Rhode Island Gov. Dan McKee Signs Legislation Increasing Minimum Wage To $15 An Hour By 2025

Rhode Island Gov. Dan McKee signed legislation on Thursday to increase the state's minimum wage from $11.50 to $15 by 2025.

"Raising the minimum wage will benefit thousands of working Rhode Islanders and families across our state," McKee said in a statement. "This boost in wages will go back into our local economy, supporting small businesses and our communities."

Beginning January 1, 2022, minimum wage will go up to $12.25 and will increase annually until it hits $15 on January 1, 2025.

The bill was introduced by McKee's fellow Democrats, Sen. Ana Quezada and Rep. David Bennett.

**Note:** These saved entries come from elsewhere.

pub mod config;
pub mod error;
pub mod geometry;
/// Soft Occlusion - tiled software depth rasterizer for occlusion culling
/// Occluders are binned into screen tiles, rasterized in parallel and queried
/// through a coarse min/max grid backed by the full-resolution depth buffer
pub mod occlusion;
pub mod perf;

pub use config::{OcclusionConfig, SimdMode};
pub use error::OcclusionError;
pub use geometry::{viewport_matrix, Aabb, TransformedMesh};
pub use occlusion::{
    BinStats, GlobalRayonPool, InlinePool, OccluderMesh, OcclusionBuffer, Visibility,
    VisibilityObject, WorkerPool,
};
pub use perf::{CounterSnapshot, OcclusionCounters, OCCLUSION_COUNTERS};
/// Occluder collaborators: meshes that hand out clip-space triangles and the
/// objects that own them.
///
/// The binner never sees vertex or index buffers. It asks a mesh for the three
/// transformed vertices of a triangle, one at a time or four at a time.
use glam::Vec4;

use super::lanes::{F32x4, LANES};

/// One vertex position across four triangles, structure-of-arrays.
#[derive(Copy, Clone, Debug)]
pub struct VertexLanes {
    pub x: F32x4,
    pub y: F32x4,
    pub z: F32x4,
    pub w: F32x4,
}

impl VertexLanes {
    /// Transpose four vertices into lanes.
    #[inline]
    pub fn from_vertices(v: [Vec4; LANES]) -> Self {
        Self {
            x: F32x4::from_array([v[0].x, v[1].x, v[2].x, v[3].x]),
            y: F32x4::from_array([v[0].y, v[1].y, v[2].y, v[3].y]),
            z: F32x4::from_array([v[0].z, v[1].z, v[2].z, v[3].z]),
            w: F32x4::from_array([v[0].w, v[1].w, v[2].w, v[3].w]),
        }
    }
}

/// A mesh of already-transformed triangles.
///
/// Vertices are in screen space after the perspective divide: `x`, `y` in
/// pixels, `z` the inverted depth (larger is nearer) and `w` the clip-space w.
pub trait OccluderMesh {
    fn num_triangles(&self) -> usize;

    /// The three vertices of triangle `tri`.
    fn gather_tri(&self, tri: usize) -> [Vec4; 3];

    /// Vertices of triangles `first..first + lanes`, one lane per triangle.
    ///
    /// `lanes` is at most [`LANES`]. Unused lanes are zero, which the binner
    /// rejects as degenerate.
    fn gather_tri4(&self, first: usize, lanes: usize) -> [VertexLanes; 3] {
        let mut verts = [[Vec4::ZERO; LANES]; 3];
        for lane in 0..lanes.min(LANES) {
            let tri = self.gather_tri(first + lane);
            for (corner, v) in tri.into_iter().enumerate() {
                verts[corner][lane] = v;
            }
        }
        verts.map(VertexLanes::from_vertices)
    }
}

/// Triangle soup: each entry is one pre-transformed triangle.
impl OccluderMesh for Vec<[Vec4; 3]> {
    #[inline]
    fn num_triangles(&self) -> usize {
        self.len()
    }

    #[inline]
    fn gather_tri(&self, tri: usize) -> [Vec4; 3] {
        self[tri]
    }
}

impl<M: OccluderMesh + ?Sized> OccluderMesh for &M {
    #[inline]
    fn num_triangles(&self) -> usize {
        (**self).num_triangles()
    }

    #[inline]
    fn gather_tri(&self, tri: usize) -> [Vec4; 3] {
        (**self).gather_tri(tri)
    }

    #[inline]
    fn gather_tri4(&self, first: usize, lanes: usize) -> [VertexLanes; 3] {
        (**self).gather_tri4(first, lanes)
    }
}

/// A scene object owning zero or more occluder meshes.
pub trait VisibilityObject {
    type Mesh: OccluderMesh;

    fn num_meshes(&self) -> usize;
    fn mesh(&self, index: usize) -> &Self::Mesh;
}

impl<M: OccluderMesh> VisibilityObject for Vec<M> {
    type Mesh = M;

    #[inline]
    fn num_meshes(&self) -> usize {
        self.len()
    }

    #[inline]
    fn mesh(&self, index: usize) -> &M {
        &self[index]
    }
}

impl<M: OccluderMesh> VisibilityObject for [M] {
    type Mesh = M;

    #[inline]
    fn num_meshes(&self) -> usize {
        self.len()
    }

    #[inline]
    fn mesh(&self, index: usize) -> &M {
        &self[index]
    }
}

impl<O: VisibilityObject + ?Sized> VisibilityObject for &O {
    type Mesh = O::Mesh;

    #[inline]
    fn num_meshes(&self) -> usize {
        (**self).num_meshes()
    }

    #[inline]
    fn mesh(&self, index: usize) -> &O::Mesh {
        (**self).mesh(index)
    }
}

#[cfg(test)]
mod tests {
    use super::*;

    fn soup() -> Vec<[Vec4; 3]> {
        (0..5)
            .map(|i| {
                let f = i as f32;
                [
                    Vec4::new(f, 0.0, 0.5, 1.0),
                    Vec4::new(f + 10.0, 0.0, 0.5, 1.0),
                    Vec4::new(f, 10.0, 0.5, 1.0),
                ]
            })
            .collect()
    }

    #[test]
    fn gather_tri4_transposes_and_zero_fills() {
        let mesh = soup();
        let lanes = mesh.gather_tri4(3, 2);

        assert_eq!(lanes[0].x.to_array(), [3.0, 4.0, 0.0, 0.0]);
        assert_eq!(lanes[1].x.to_array(), [13.0, 14.0, 0.0, 0.0]);
        assert_eq!(lanes[2].y.to_array(), [10.0, 10.0, 0.0, 0.0]);
        assert_eq!(lanes[0].w.to_array(), [1.0, 1.0, 0.0, 0.0]);
    }

    #[test]
    fn object_of_meshes_exposes_each_mesh() {
        let object = vec![soup(), soup()];
        assert_eq!(object.num_meshes(), 2);
        assert_eq!(object.mesh(1).num_triangles(), 5);
        assert_eq!((&object).mesh(0).gather_tri(2)[1].x, 12.0);

        let slice: &[Vec<[Vec4; 3]>] = &object[1..];
        assert_eq!(slice.num_meshes(), 1);
    }
}
//! Errors raised while building an occlusion buffer.
//!
//! Only construction and configuration loading can fail. The per-frame
//! binning, rasterization and query paths never return errors.

use thiserror::Error;

/// Errors that can occur when configuring or constructing an [`OcclusionBuffer`].
///
/// [`OcclusionBuffer`]: crate::occlusion::OcclusionBuffer
#[derive(Error, Debug, Clone, PartialEq, Eq)]
pub enum OcclusionError {
    /// Framebuffer or tile dimensions are zero or not divisible by the coarse block size.
    #[error("invalid dimensions: {what} is {width}x{height}, must be non-zero multiples of {block}")]
    InvalidDimensions {
        /// Which extent was rejected ("framebuffer" or "tile").
        what: &'static str,
        /// Rejected width.
        width: usize,
        /// Rejected height.
        height: usize,
        /// Required granularity in pixels.
        block: usize,
    },

    /// Tiles larger than the framebuffer.
    #[error("tile {tile_width}x{tile_height} does not fit framebuffer {width}x{height}")]
    TileNotAligned {
        /// Tile width in pixels.
        tile_width: usize,
        /// Tile height in pixels.
        tile_height: usize,
        /// Framebuffer width in pixels.
        width: usize,
        /// Framebuffer height in pixels.
        height: usize,
    },

    /// Bins need room for at least one triangle.
    #[error("triangles per bin must be non-zero")]
    ZeroCapacity,

    /// The tile scheduler needs at least one job.
    #[error("number of rasterization jobs must be non-zero")]
    NoWorkers,

    /// The configured memory budget cannot hold all buffers.
    #[error("mempool too small: need {required} bytes, have {available}")]
    MempoolTooSmall {
        /// Bytes required by the configuration.
        required: usize,
        /// Bytes made available by the configuration.
        available: usize,
    },

    /// Buffer sizes derived from the configuration overflow `usize`.
    #[error("configuration too large: buffer sizes overflow usize")]
    FootprintOverflow,

    /// Configuration text could not be parsed.
    #[error("invalid configuration: {0}")]
    Config(String),
}

impl From<toml::de::Error> for OcclusionError {
    fn from(err: toml::de::Error) -> Self {
        OcclusionError::Config(err.to_string())
    }
}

McKee thanked Quezada and Bennett and other labor advocates for their work on Friday, adding, "this is an important step in the effort to help lift Rhode Island families out of poverty and support many of our essential workers who put themselves at risk to keep our state running during the pandemic."

The Rhode Island Department of Labor & Training estimates that the new law will raise wages for approximately 70,000 workers by next year and approximately 140,000 over four years.

The state's tipped minimum wage will remain at $3.89 an hour.

Union rights organization Jobs with Justice applauded Rhode Island for the increase, calling the new legislation "a crucial, necessary step in addressing systemic poverty in their state."

"We know that almost 90,000 workers in Rhode Island currently make less than $15 an hour -- this will help ensure that thousands can keep their homes, keep food on the table, and that they are not forced into deeper poverty," Jobs With Justice said in a statement sent to Newsweek.

Rhode Island joined Massachusetts and Connecticut, which have also approved minimum-wage increases that get up to $15 by 2023.

Dan McKee Rhode Island Minimum Wage
Rhode Island Gov. Dan McKee speaks during a press conference outside the Rhode Island State House in Providence, RI on March 31, 2021.On Friday, McKee passed legislations raising the state's minimum wage to $15 by 2025. Lane Turner/The Boston Globe

Private companies have also taken matters into their own hands and raised minimum wages for their workers.

On Tuesday, Bank of America announced it would raise the hourly minimum wage of its US employees to $25 by 2025. A day later, Under Armour also declared its plans to boost the company's minimum wage up to $15 an hour.

These changes come as the nationwide debate around a federal minimum wage continues as President Joe Biden pushes for $15 an hour, an endorsement he renewed during his April 28 address to a joint session of Congress.

Last month, Biden also signed an executive order lifting the minimum wage for federal contract workers to $15 in early 2022.

"Employers may seek to raise wages for workers earning above $15 as they try to recruit and retain talent," the White House said in a press release. "And, research shows that when the minimum wage is increased, the workers who benefit spend more, a dynamic that can help boost local economies."

The federal minimum wage was last raised more than a decade ago in 2009 when it went up from $6.55 to $7.25 per hour in the last step of a three-step increase approved by Congress.

Back in March, the Biden administration and Senate Democrats unsuccessfully tried to include a $15 minimum wage in the American Rescue Plan, Biden's $1.9 trillion economic stimulus bill.

A February study from the nonpartisan Congressional Budget Office found that increasing the federal minimum wage would bring nearly one million people out of poverty over the next four years, but it also found that it would result in the loss of 1.4 million jobs and result in higher prices for goods and services.